Palavras-chave: educação; amorosidade; prática educativa; Paulo Freire; Humberto Maturana

Abstract

This article aims to weave philosophical approximations between Paulo Freire (1921-1997) and Humberto Maturana (1928-2021) regarding the concept of lovingness and its unfoldings for the educational act. It is characterized as a literature review study (Hohendorff, 2014), in which we sought to highlight approximations between the authors in order to reflect on the senses and meanings of lovingness as an ontological field of human relationships, especially those established in the act of educating. Although they come from different epistemological matrices, since Freire (1921-1997) is based on praxis and dialectics in search of a liberating pedagogy, while Maturana (1928-2021) explains knowledge from a biological point of view, points of convergence are possible from the understanding of love/ loving kindness as a condition for human socialization. Understood as the acceptance of the other, in his/her difference and diversity, love must be the foundation of the educational act for the construction of horizontalized spaces of coexistence in the search for the subject's critical and emancipatory consciousness.

Keywords: education; lovingness; educational practice; Paulo Freire; Humberto Maturana

Resumen

Este artículo pretende tejer aproximaciones filosóficas entre Paulo Freire (1921-1997) y Humberto Maturana (1928-2021) sobre el concepto de lovingness y sus implicaciones para el acto educativo. Se caracteriza por ser un estudio de revisión bibliográfica (Hohendorff, 2014), en el que se buscó resaltar las aproximaciones entre los autores para reflexionar sobre los sentidos y significados de lo amoroso como campo ontológico de las relaciones humanas, especialmente las que se establecen en el acto de educar. Freire (1921-1997) se basa en la praxis y la dialéctica en la búsqueda de una pedagogía liberadora, mientras que Maturana (1928-2021) explica el conocimiento a través de la biología. Entendido como la aceptación del otro en su diferencia y diversidad, el amor debe ser el fundamento del acto educativo para la construcción de espacios horizontales de convivencia en la búsqueda de la conciencia crítica y emancipadora del sujeto.

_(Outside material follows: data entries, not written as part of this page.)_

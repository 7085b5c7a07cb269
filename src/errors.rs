use std::io;

use thiserror::Error;

use crate::submission::address::AddressIssue;

/// Failures raised while defining or mutating the form itself.
#[derive(Debug, Clone, PartialEq, Eq, Error)]
pub enum FormError {
    #[error("Field already registered: {0}")]
    DuplicateField(String),
    #[error("Unknown field: {0}")]
    UnknownField(String),
    #[error("Unknown section: {0}")]
    UnknownSection(String),
    #[error("Invalid value for `{field}`: {reason}")]
    InvalidValue { field: String, reason: String },
    #[error("Invalid vehicle identifier: expected 17 characters, got {length}")]
    InvalidIdentifier { length: usize },
    #[error("Derived rule for `{output}` would create a dependency cycle")]
    CyclicRule { output: String },
}

/// Refusal to leave a section whose required fields are still empty.
#[derive(Debug, Clone, PartialEq, Eq, Error)]
#[error("Section `{section}` has empty required fields: {}", missing.join(", "))]
pub struct SectionValidationError {
    pub section: &'static str,
    pub missing: Vec<&'static str>,
}

/// Persistence store failures. `Decode` never escapes the restore path.
#[derive(Debug, Error)]
pub enum StoreError {
    #[error("IO error: {0}")]
    Io(#[from] io::Error),
    #[error("Serialization error: {0}")]
    Serde(#[from] serde_json::Error),
    #[error("Stored session is malformed: {0}")]
    Decode(String),
}

#[derive(Debug, Clone, PartialEq, Eq, Error)]
pub enum RenderError {
    #[error("Document could not be rendered: {0}")]
    Failed(String),
}

/// External transport failure. Recoverable: the user may confirm again.
#[derive(Debug, Clone, PartialEq, Eq, Error)]
pub enum DispatchError {
    #[error("Transport rejected the message: {0}")]
    Rejected(String),
    #[error("Transport unavailable: {0}")]
    Unavailable(String),
}

/// Collaborator failure kept on a failed submission until the next attempt.
#[derive(Debug, Clone, PartialEq, Eq, Error)]
pub enum SubmissionFailure {
    #[error(transparent)]
    Render(#[from] RenderError),
    #[error(transparent)]
    Dispatch(#[from] DispatchError),
}

/// Outcome of whole-form validation when the form is not ready to submit.
#[derive(Debug, Clone, PartialEq, Eq, Default)]
pub struct FormValidationReport {
    /// Empty required fields, in section order.
    pub missing: Vec<&'static str>,
    /// Malformed recipient or cc addresses, one entry per address.
    pub invalid_addresses: Vec<AddressIssue>,
    /// Section holding the first offending field.
    pub first_section: Option<&'static str>,
}

impl FormValidationReport {
    pub fn is_clean(&self) -> bool {
        self.missing.is_empty() && self.invalid_addresses.is_empty()
    }

    /// Every offending field id in report order, without repeats.
    pub fn offending_fields(&self) -> Vec<&'static str> {
        let mut fields = self.missing.clone();
        for issue in &self.invalid_addresses {
            if !fields.contains(&issue.field) {
                fields.push(issue.field);
            }
        }
        fields
    }
}

impl std::fmt::Display for FormValidationReport {
    fn fmt(&self, f: &mut std::fmt::Formatter<'_>) -> std::fmt::Result {
        let mut parts = Vec::new();
        if !self.missing.is_empty() {
            parts.push(format!("missing required fields: {}", self.missing.join(", ")));
        }
        for issue in &self.invalid_addresses {
            parts.push(issue.to_string());
        }
        f.write_str(&parts.join("; "))
    }
}

#[derive(Debug, Clone, PartialEq, Eq, Error)]
pub enum SubmissionError {
    #[error("Form is incomplete: {0}")]
    Validation(FormValidationReport),
    #[error("A submission is already being dispatched")]
    AlreadyDispatching,
    #[error("Cannot {action} while {state}")]
    InvalidTransition {
        action: &'static str,
        state: &'static str,
    },
    #[error(transparent)]
    Render(#[from] RenderError),
    #[error(transparent)]
    Dispatch(#[from] DispatchError),
}

#[derive(Debug, Error)]
pub enum ConfigError {
    #[error("I/O error: {0}")]
    Io(#[from] io::Error),
    #[error("Serialization error: {0}")]
    Serde(String),
}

Palabras clave: educación; bondad amorosa; práctica educativa; Paulo Freire; Humberto Maturana

INTRODUÇÃO

Não se pode falar de educação, sem amor. (FREIRE, 1997)

Inicia-se o artigo com uma epígrafe do mestre e patrono da Educação brasileira, Paulo Freire (1921-1997), o qual nos convida a refletir sobre uma das dimensões mais profundas do ato de educar: o amor!

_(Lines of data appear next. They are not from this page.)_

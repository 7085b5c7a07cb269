#![allow(dead_code)]

use std::path::PathBuf;
use std::sync::{Arc, Mutex};

use chrono::NaiveDate;
use claim_wizard::form::{keys, ClaimWizard};
use claim_wizard::time::FixedClock;
use once_cell::sync::Lazy;
use tempfile::TempDir;

/// Holds TempDir guards so temporary folders live for the duration of the test run.
static TEST_DIRS: Lazy<Mutex<Vec<TempDir>>> = Lazy::new(|| Mutex::new(Vec::new()));

/// Creates an isolated directory that outlives the calling test.
pub fn temp_base() -> PathBuf {
    let temp = TempDir::new().expect("create temp dir");
    let base = temp.path().to_path_buf();
    TEST_DIRS.lock().expect("lock temp dir registry").push(temp);
    base
}

pub fn today() -> NaiveDate {
    NaiveDate::from_ymd_opt(2024, 5, 2).expect("valid date")
}

/// Wizard pinned to 2024-05-02 with the simulated decoder.
pub fn wizard() -> ClaimWizard {
    ClaimWizard::new(Arc::new(FixedClock::at_date(today()))).expect("claim layout builds")
}

/// Every required field, in section order.
pub const REQUIRED_VALUES: &[(&str, &str)] = &[
    ("selling-dealer", "Sunrise Motors"),
    (keys::ADJUSTER, "Dana Reyes"),
    ("current-dealer", "Sunrise Motors"),
    ("street-address", "1 Main St"),
    ("city", "Springfield"),
    ("state", "IL"),
    ("zip", "62701"),
    (keys::CONTRACT_FIRST_NAME, "Sam"),
    (keys::CONTRACT_LAST_NAME, "Okafor"),
    (keys::CLAIM_NUMBER, "CLM-1001"),
    ("authorization-type", "Standard"),
    (keys::PURCHASE_DATE, "2024-01-15"),
    (keys::VIN, "2FTRX18W1HCA12345"),
    (keys::MILEAGE_PURCHASE, "12000"),
    (keys::CURRENT_MILEAGE, "18500"),
    ("claim-submission-date", "2024-05-01"),
    ("claim-entry-date", "2024-05-02"),
    ("contract-type", "Powertrain"),
    ("failed-components", "Water pump"),
    ("tech-findings", "Bearing failure, coolant leak at weep hole"),
    ("repair-cost", "840"),
    ("adjuster-recommendation", "Approve"),
    (keys::RECIPIENT_EMAIL, "claims@example.com"),
];

pub fn fill_required(wizard: &mut ClaimWizard) {
    for (field, value) in REQUIRED_VALUES {
        wizard.set_field(field, value).expect("required field accepts value");
    }
}

pub fn filled_wizard() -> ClaimWizard {
    let mut wizard = wizard();
    fill_required(&mut wizard);
    wizard
}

A concepção freiriana de educação pauta-se em uma pedagogia libertadora fundamentada no diálogo, na esperança e nas verdadeiras relações humanas para a conscientização e autonomia do ser, a qual sem o amor torna-se impraticável. Para Freire (1921-1997) a amorosidade é necessária às relações educativas uma vez que somente a competência técnico-científica e o rigor negam a compreensão da educação como uma situação gnosiológica.

Sob um outro viés epistemológico, Maturana (1928-2021) expõe em sua teoria, conhecida como “Biologia do conhecer” o fenômeno cognitivo do ponto de vista interno do sujeito, estabelecendo o fato de que como seres vivos, vive-se em um espaço de convivência no qual a emoção é o domínio de ação. E o amor é a emoção que constitui a convivência social.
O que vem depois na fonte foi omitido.